(THE DATA Opens)
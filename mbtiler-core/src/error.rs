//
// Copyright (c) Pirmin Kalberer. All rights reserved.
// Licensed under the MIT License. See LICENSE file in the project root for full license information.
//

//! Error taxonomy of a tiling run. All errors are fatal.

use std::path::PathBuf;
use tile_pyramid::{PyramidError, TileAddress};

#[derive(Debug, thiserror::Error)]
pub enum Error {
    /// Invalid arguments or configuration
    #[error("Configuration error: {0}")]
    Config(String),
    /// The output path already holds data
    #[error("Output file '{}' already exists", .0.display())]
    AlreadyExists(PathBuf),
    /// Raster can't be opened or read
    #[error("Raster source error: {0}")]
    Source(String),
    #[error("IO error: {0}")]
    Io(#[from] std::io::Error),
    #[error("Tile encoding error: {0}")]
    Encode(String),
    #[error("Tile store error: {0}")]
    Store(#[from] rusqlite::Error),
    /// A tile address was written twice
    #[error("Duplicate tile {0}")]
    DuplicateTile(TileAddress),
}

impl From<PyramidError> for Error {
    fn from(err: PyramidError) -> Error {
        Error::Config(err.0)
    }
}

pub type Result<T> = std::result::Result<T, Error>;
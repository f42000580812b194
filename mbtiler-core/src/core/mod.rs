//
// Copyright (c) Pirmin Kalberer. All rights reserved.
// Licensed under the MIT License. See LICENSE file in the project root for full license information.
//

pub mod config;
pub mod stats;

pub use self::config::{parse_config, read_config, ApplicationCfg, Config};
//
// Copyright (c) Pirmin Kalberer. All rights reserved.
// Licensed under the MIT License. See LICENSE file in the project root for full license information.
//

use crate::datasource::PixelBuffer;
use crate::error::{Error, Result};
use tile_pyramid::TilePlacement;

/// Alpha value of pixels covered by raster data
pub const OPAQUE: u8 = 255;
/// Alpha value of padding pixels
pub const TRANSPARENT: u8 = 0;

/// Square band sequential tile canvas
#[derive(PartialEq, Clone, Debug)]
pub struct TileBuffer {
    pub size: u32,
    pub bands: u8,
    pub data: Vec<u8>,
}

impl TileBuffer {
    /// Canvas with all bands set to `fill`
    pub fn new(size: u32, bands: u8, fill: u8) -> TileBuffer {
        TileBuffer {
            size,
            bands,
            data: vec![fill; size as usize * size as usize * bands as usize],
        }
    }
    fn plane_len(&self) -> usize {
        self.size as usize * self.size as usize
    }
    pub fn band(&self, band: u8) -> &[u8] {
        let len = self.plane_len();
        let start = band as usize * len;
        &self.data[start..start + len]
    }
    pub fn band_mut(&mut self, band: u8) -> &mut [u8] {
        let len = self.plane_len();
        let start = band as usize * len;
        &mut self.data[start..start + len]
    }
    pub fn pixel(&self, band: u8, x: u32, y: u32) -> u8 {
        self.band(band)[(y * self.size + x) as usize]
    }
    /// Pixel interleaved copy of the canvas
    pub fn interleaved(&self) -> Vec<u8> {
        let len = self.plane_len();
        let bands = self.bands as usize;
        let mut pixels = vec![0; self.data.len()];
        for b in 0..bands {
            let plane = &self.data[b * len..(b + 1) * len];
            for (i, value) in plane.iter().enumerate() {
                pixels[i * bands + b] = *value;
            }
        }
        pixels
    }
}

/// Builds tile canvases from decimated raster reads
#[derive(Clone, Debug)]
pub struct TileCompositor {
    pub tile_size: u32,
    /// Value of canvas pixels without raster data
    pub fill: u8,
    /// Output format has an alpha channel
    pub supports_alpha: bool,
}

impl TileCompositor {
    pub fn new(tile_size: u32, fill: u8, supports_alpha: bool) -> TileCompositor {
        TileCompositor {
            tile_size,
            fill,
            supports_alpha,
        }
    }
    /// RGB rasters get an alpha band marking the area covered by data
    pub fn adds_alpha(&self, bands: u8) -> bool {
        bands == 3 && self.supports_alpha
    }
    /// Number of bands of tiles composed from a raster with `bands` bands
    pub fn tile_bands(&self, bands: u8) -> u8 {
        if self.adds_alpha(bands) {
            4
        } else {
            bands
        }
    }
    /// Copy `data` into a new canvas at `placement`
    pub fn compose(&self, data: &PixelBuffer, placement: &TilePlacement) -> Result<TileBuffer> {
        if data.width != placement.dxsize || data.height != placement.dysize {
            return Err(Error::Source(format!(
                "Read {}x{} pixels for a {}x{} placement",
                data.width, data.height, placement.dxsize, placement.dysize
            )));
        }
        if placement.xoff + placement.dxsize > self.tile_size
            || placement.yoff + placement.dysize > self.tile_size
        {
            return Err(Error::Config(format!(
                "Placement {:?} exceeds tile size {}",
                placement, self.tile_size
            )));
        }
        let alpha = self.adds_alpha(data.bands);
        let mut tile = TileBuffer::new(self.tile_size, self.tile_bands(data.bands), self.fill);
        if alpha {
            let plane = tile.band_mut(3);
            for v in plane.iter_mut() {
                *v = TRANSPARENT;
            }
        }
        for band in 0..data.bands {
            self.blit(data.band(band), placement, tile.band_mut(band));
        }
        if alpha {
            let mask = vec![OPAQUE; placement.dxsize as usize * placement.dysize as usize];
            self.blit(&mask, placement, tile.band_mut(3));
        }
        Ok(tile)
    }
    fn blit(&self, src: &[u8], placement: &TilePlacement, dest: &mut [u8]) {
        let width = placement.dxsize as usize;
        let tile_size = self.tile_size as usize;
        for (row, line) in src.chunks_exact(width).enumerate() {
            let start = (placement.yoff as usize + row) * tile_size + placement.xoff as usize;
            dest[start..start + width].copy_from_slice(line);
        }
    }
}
(THE DATA Closes)
Within the material above, copy exactly the lines from the line that holds "Canvas with all" up to and including the line that holds "fn plane_len(&self) ->".

| RESPONSE |
    /// Canvas with all bands set to `fill`
    pub fn new(size: u32, bands: u8, fill: u8) -> TileBuffer {
        TileBuffer {
            size,
            bands,
            data: vec![fill; size as usize * size as usize * bands as usize],
        }
    }
    fn plane_len(&self) -> usize {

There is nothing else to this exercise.